Private employers have a variety of policies. But as for public service, if you're a government employee and you're in the guard. You'd better hope you're not working for the feds.
It was early February when Lori Jackson said goodbye to her husband, Stephen, at Fort Stewart, Georgia. We interviewed them when Stephen’s guard unit was called up the day after Christmas.
Last Tuesday, Lori got her first letter from Stephen in Kuwait.
“Because of where he is, no communication via email he doesn’t have access to a telephone. I haven't talked to him in 32 days,” Jackson shares.
But the loneliness, and the extra house chores, aren't Lori’s only worries. Stephen was a federally employed airport screener. His soldier's salary doesn't match up.

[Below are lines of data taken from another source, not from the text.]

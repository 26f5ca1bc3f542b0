use std::io;

use crate::ids::{ResourceId, TypeConversionError};

/// Everything that can go wrong while locating or decoding a resource.
///
/// Load-path failures are recorded on the affected record and logged; they
/// do not escalate out of `ResourceManager::find`. Construction-time
/// failures (`MapNotFound`, `NoSourceFiles`, `UnsupportedVersion`) abort
/// setup.
#[derive(Debug, thiserror::Error)]
pub enum Error {
    #[error("I/O error during operation: {0}")]
    Io(#[from] io::Error),
    #[error("resource is empty (size 0)")]
    EmptyResource,
    #[error("resource map entry is invalid: {0}")]
    InvalidMapEntry(String),
    #[error("resource map file not found")]
    MapNotFound,
    #[error("resource map contains no entries")]
    EmptyMap,
    #[error("no resource files found")]
    NoSourceFiles,
    #[error("unknown compression method {0}")]
    UnknownCompression(u16),
    #[error("decompression failed: buffer overflow")]
    DecompressionOverflow,
    #[error("decompression failed: sanity check failed")]
    DecompressionInsane,
    #[error("resource too big ({0} bytes)")]
    ResourceTooBig(u32),
    #[error("resource version is unsupported")]
    UnsupportedVersion,
    #[error("script resource has an unrecognized structure")]
    InvalidScriptVersion,
    #[error("resource ID mismatch: expected {expected:?}, got {got:?}")]
    ResourceIdMismatch {
        expected: ResourceId,
        got: ResourceId,
    },
}

impl From<TypeConversionError> for Error {
    fn from(err: TypeConversionError) -> Self {
        Error::InvalidMapEntry(err.to_string())
    }
}
//! Loose patch files: one resource per file, overriding the map-derived
//! location of the same id.
//!
//! Two naming conventions exist. The old scheme spells the type out and
//! numbers the extension (`view.001`); the newer one numbers the stem and
//! tags the type with a three-letter suffix (`1.v56`). A file matching
//! either shape still has to agree with the type byte in its own header to
//! be accepted.

use std::{ffi::OsStr, fs::File, path::Path};

use scires_utils::data_reader::{DataReader, IoDataReader};

use crate::ids::{ResourceId, ResourceType};

/// What a validated patch file contributes to the catalog.
#[derive(Debug, Clone, Copy)]
pub(crate) struct PatchInfo {
    pub id: ResourceId,
    /// Bytes between the two-byte file header and the resource data.
    pub header_size: u8,
    pub data_size: u32,
}

/// Guesses a resource id from a file name, trying both naming schemes.
pub(crate) fn infer_patch_id(path: &Path) -> Option<ResourceId> {
    let stem = path.file_stem().and_then(OsStr::to_str)?;
    let ext = path.extension().and_then(OsStr::to_str)?;

    // Newer scheme: NNN.SUF
    if let Ok(number) = stem.parse::<u16>()
        && let Ok(type_id) = ResourceType::from_file_ext(ext)
    {
        return Some(ResourceId::new(type_id, number));
    }

    // Old scheme: TYPE.NNN
    if let Ok(number) = ext.parse::<u16>()
        && let Ok(type_id) = ResourceType::from_name(&stem.to_lowercase())
    {
        return Some(ResourceId::new(type_id, number));
    }

    None
}

/// Validates a candidate patch file against its inferred id.
///
/// Returns `None` (with a log line) for files that are not usable patches;
/// this path never hard-fails a scan.
pub(crate) fn read_patch_info(path: &Path, id: ResourceId) -> Option<PatchInfo> {
    let file = match File::open(path) {
        Ok(file) => file,
        Err(err) => {
            log::warn!("Failed to open patch file {}: {err}", path.display());
            return None;
        }
    };
    let mut reader = IoDataReader::new(file);

    let info = (|| -> std::io::Result<Option<PatchInfo>> {
        let file_size = reader.file_size()?;
        if file_size < 3 {
            log::debug!("Patching {} failed - file too small", path.display());
            return Ok(None);
        }

        let patch_type = reader.read_u8()? & 0x7F;
        let mut data_offset = reader.read_u8()?;

        if patch_type != id.type_id().index() {
            log::debug!(
                "Patching {} failed - resource type mismatch",
                path.display()
            );
            return Ok(None);
        }

        // A set high bit selects one of a few fixed header sizes instead of
        // storing the size directly (observed in SQ5/German patches).
        if data_offset & 0x80 != 0 {
            data_offset = match data_offset & 0x7F {
                0 => 24,
                1 => 2,
                4 => 8,
                other => {
                    log::warn!("Resource patch unsupported special case {other:X}");
                    return Ok(None);
                }
            };
        }

        if u32::from(data_offset) + 2 >= file_size {
            log::debug!(
                "Patching {} failed - patch starting at offset {} can't be in file of size {}",
                path.display(),
                u32::from(data_offset) + 2,
                file_size
            );
            return Ok(None);
        }

        Ok(Some(PatchInfo {
            id,
            header_size: data_offset,
            data_size: file_size - u32::from(data_offset) - 2,
        }))
    })();

    match info {
        Ok(result) => result,
        Err(err) => {
            log::warn!("Failed to read patch file {}: {err}", path.display());
            None
        }
    }
}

But Leon County is a little different. On Tuesday, Leon County commissioners will reconsider their financial commitment to county-employed soldiers. They'll vote on a permanent policy to pay soldiers' families the difference between their guard pay and their county pay. They've been doing it temporarily.
Lori says she and Stephen are trusting that God will provide. But she can't help wishing Uncle Sam would provide a little more too.
Federal law requires employers to guarantee guardsmen their positions when they return, and 30 days health insurance.
The city of Tallahassee, Leon County, and the state of Florida have gone beyond that in making up the difference between a soldier's pay and their regular government pay.
They're also extending soldiers' regular benefits.